Tredici Pietro, il figlio di Gianni Morandi, si mette a nudo: "Mio padre non mi ha dato nessun consiglio"

"La notizia era che il figlio di Gianni Morandi faceva rap: con il mio cognome, anche se io me ne voglio scostare, è facile emergere, più difficile invece è rimanere. C'è già un paragone di partenza che altri non hanno"

TiscaliNews

"Mettermi a nudo credo faccia parte del mio fare musica: voglio raccontare la verità, non dover fingere per vendere un prodotto": è l'esigenza di mostrarsi per come è realmente ad animare il giovane rapper Tredici Pietro, che torna dal suo pubblico con "Solito posto, Soliti guai", nuovo album in uscita il 22 aprile su tutte le piattaforme digitali e in versione fisica in formato CD, e dal 6 maggio disponibile anche in vinile.

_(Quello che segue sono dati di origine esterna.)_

//! Kubernetes Cluster Adapter
//!
//! Implements the `ClusterApi` port on top of `kube::Api`.

use std::collections::BTreeMap;
use std::path::Path;

use async_trait::async_trait;
use k8s_openapi::api::core::v1::{
    ConfigMap, Namespace, PersistentVolume, PersistentVolumeClaim, Secret,
};
use k8s_openapi::api::storage::v1::StorageClass;
use kube::api::{Api, DeleteParams, ListParams, PostParams};
use kube::config::{KubeConfigOptions, Kubeconfig};
use kube::{Client, Config};
use tracing::{debug, instrument};

use crate::domain::ClusterApi;
use crate::error::{Error, Result};

/// `ClusterApi` backed by a live API server.
#[derive(Clone)]
pub struct KubeClusterApi {
    client: Client,
}

impl std::fmt::Debug for KubeClusterApi {
    fn fmt(&self, f: &mut std::fmt::Formatter<'_>) -> std::fmt::Result {
        f.debug_struct("KubeClusterApi").finish()
    }
}

impl KubeClusterApi {
    pub fn new(client: Client) -> Self {
        Self { client }
    }

    /// Builds a client from an explicit kubeconfig, or falls back to the
    /// in-cluster / default kubeconfig discovery.
    pub async fn connect(kubeconfig: Option<&Path>) -> Result<Self> {
        let config = match kubeconfig {
            Some(path) => {
                let kubeconfig = Kubeconfig::read_from(path).map_err(|e| {
                    Error::Configuration(format!(
                        "failed to read kubeconfig {}: {}",
                        path.display(),
                        e
                    ))
                })?;
                Config::from_custom_kubeconfig(kubeconfig, &KubeConfigOptions::default())
                    .await
                    .map_err(|e| {
                        Error::Configuration(format!("failed to get cluster config: {}", e))
                    })?
            }
            None => Config::infer()
                .await
                .map_err(|e| Error::Configuration(format!("failed to get cluster config: {}", e)))?,
        };

        let client = Client::try_from(config)?;
        Ok(Self::new(client))
    }

    fn volumes(&self) -> Api<PersistentVolume> {
        Api::all(self.client.clone())
    }

    fn claims(&self, namespace: &str) -> Api<PersistentVolumeClaim> {
        Api::namespaced(self.client.clone(), namespace)
    }
}

/// Maps a 404 to `ResourceNotFound`; everything else stays a kube error.
fn classify(kind: &'static str, name: &str) -> impl FnOnce(kube::Error) -> Error {
    let name = name.to_string();
    move |e| match e {
        kube::Error::Api(ref response) if response.code == 404 => Error::not_found(kind, name),
        other => Error::Kube(other),
    }
}

#[async_trait]
impl ClusterApi for KubeClusterApi {
    async fn get_volume(&self, name: &str) -> Result<PersistentVolume> {
        self.volumes()
            .get(name)
            .await
            .map_err(classify("PersistentVolume", name))
    }

    #[instrument(skip(self, volume), fields(volume = ?volume.metadata.name))]
    async fn replace_volume(&self, volume: &PersistentVolume) -> Result<PersistentVolume> {
        let name = volume
            .metadata
            .name
            .as_deref()
            .ok_or_else(|| Error::missing_field("PersistentVolume", "metadata.name"))?;
        self.volumes()
            .replace(name, &PostParams::default(), volume)
            .await
            .map_err(classify("PersistentVolume", name))
    }

    async fn delete_volume(&self, name: &str) -> Result<()> {
        self.volumes()
            .delete(name, &DeleteParams::default())
            .await
            .map_err(classify("PersistentVolume", name))?;
        debug!(name = %name, "Requested PersistentVolume deletion");
        Ok(())
    }

    async fn get_claim(&self, namespace: &str, name: &str) -> Result<PersistentVolumeClaim> {
        self.claims(namespace)
            .get(name)
            .await
            .map_err(classify("PersistentVolumeClaim", &format!("{}/{}", namespace, name)))
    }

    async fn create_claim(&self, claim: &PersistentVolumeClaim) -> Result<PersistentVolumeClaim> {
        let namespace = claim
            .metadata
            .namespace
            .as_deref()
            .ok_or_else(|| Error::missing_field("PersistentVolumeClaim", "metadata.namespace"))?;
        self.claims(namespace)
            .create(&PostParams::default(), claim)
            .await
            .map_err(classify("Namespace", namespace))
    }

    async fn delete_claim(&self, namespace: &str, name: &str) -> Result<()> {
        self.claims(namespace)
            .delete(name, &DeleteParams::default())
            .await
            .map_err(classify("PersistentVolumeClaim", &format!("{}/{}", namespace, name)))?;
        debug!(namespace = %namespace, name = %name, "Requested PersistentVolumeClaim deletion");
        Ok(())
    }

    async fn list_claims(&self, namespace: &str) -> Result<Vec<PersistentVolumeClaim>> {
        let list = self.claims(namespace).list(&ListParams::default()).await?;
        Ok(list.items)
    }

    async fn list_namespaces(&self) -> Result<Vec<String>> {
        let api: Api<Namespace> = Api::all(self.client.clone());
        let list = api.list(&ListParams::default()).await?;
        Ok(list
            .items
            .into_iter()
            .filter_map(|ns| ns.metadata.name)
            .collect())
    }

    async fn get_namespace(&self, name: &str) -> Result<()> {
        let api: Api<Namespace> = Api::all(self.client.clone());
        api.get(name).await.map_err(classify("Namespace", name))?;
        Ok(())
    }

    async fn get_storage_class(&self, name: &str) -> Result<StorageClass> {
        let api: Api<StorageClass> = Api::all(self.client.clone());
        api.get(name).await.map_err(classify("StorageClass", name))
    }

    async fn get_config_map_data(
        &self,
        namespace: &str,
        name: &str,
    ) -> Result<BTreeMap<String, String>> {
        let api: Api<ConfigMap> = Api::namespaced(self.client.clone(), namespace);
        let config_map = api
            .get(name)
            .await
            .map_err(classify("ConfigMap", &format!("{}/{}", namespace, name)))?;
        Ok(config_map.data.unwrap_or_default())
    }

    async fn get_secret_data(
        &self,
        namespace: &str,
        name: &str,
    ) -> Result<BTreeMap<String, Vec<u8>>> {
        let api: Api<Secret> = Api::namespaced(self.client.clone(), namespace);
        let secret = api
            .get(name)
            .await
            .map_err(classify("Secret", &format!("{}/{}", namespace, name)))?;
        Ok(secret
            .data
            .unwrap_or_default()
            .into_iter()
            .map(|(k, v)| (k, v.0))
            .collect())
    }
}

"Per me è il primo progetto fisico, tangibile, con un cd e anche un vinile. Abbiamo raccolto le tracce del precedente lavoro uscito esattamente 365 giorni fa e lo abbiamo completato con 3 inediti", spiega in un'intervista all'Ansa. In questo terzo progetto discografico, che include "Come fossi andato via", il nuovo singolo prodotto da DJ 2P, insieme a due inediti, la title track "Solito posto, Soliti guai" e "Fumo pensando a te", ci sono infatti anche i brani di "X Questa Notte", il suo secondo Ep per la prima volta in formato fisico dopo l'uscita in digitale ad aprile 2021.

"Nei tre inediti c'è molta più energia, una sorta di riapertura", prosegue, "gli altri brani infatti sono stati scritti in pieno covid e sono lo specchio di come stavo, di come la quarantena mi aveva influenzato". Una sorta di fil rouge che lega i testi dell'album è l'aderenza alla realtà accanto all'esigenza di spiegarsi, come se ci fosse la paura di non essere compreso: "probabilmente è dovuto alla mia giovane età: è difficile ascoltare gli altri, la poca esperienza rende poco empatici", afferma il rapper bolognese, classe 1997, figlio di Gianni Morandi, "ma, anche se nessuno si mette nei panni degli altri, ogni storia merita di essere raccontata. Compresa la mia".

Sempre pronto a lasciarsi ispirare da persone, cose e luoghi ("appunto i concetti e le melodie sul telefono: mi ispirano film, video su Youtube, incontri, magari anche dalla nostra conversazione posso trovare un'idea, non bisogna mai tirarsi indietro", dice), ama comporre i testi "in movimento: quando guido il free style mi viene fuori bene oppure mentre cammino".

E' facile immaginare che con un padre come il suo ("ma non mi ha dato nessun consiglio", afferma categoricamente) la musica sia stata una compagna fin da bambino: "Sono cresciuto con la musica italiana, con le canzoni che parlano d'amore. Poi è arrivata forte la botta del rap: la prima volta che vidi un video di un rapper americano, non ricordo se Fifty Cent o Eminem, ho capito che in quella musica c'era qualcosa che mi bucava, che mi rappresentava nel suo voler raccontare altro rispetto ai soliti temi", rivela.

Poi la consapevolezza che dalla passione potesse nascere un lavoro: "Quando nel 2018 la canzone Pizza e fichi è diventata virale ho capito che dovevo approfittare del momento. Certo, la notizia era che il figlio di Gianni Morandi faceva rap: con il mio cognome, anche se io me ne voglio scostare, è facile emergere, più difficile invece è rimanere. C'è già un paragone di partenza che altri non hanno", dice, "io ho una fanbase solida di ragazzi che mi vogliono bene. Ho fatto un gran lavoro, ma sono fortunato perché loro non si sono fatti condizionare da qualcosa che sarebbe potuto essere un pregiudizio. A parti inverse ammetto che io mi sarei lasciato condizionare". Con l'album ci sarà anche un tour live? "Sì, andremo in giro per festival per tutta l'estate", racconta, "per la prima volta avrò una band con me, fino a ora mi sono esibito sempre come impone il rap, solo console e voce". Già disponibili le prime date dei live: il 29 aprile al Link Festival a Piacenza, 28 maggio Mi Ami Festival a Milano, 22 giugno all'Oltrefestival di Bologna, il 25 giugno a Goa Boa The Next Day a Genova.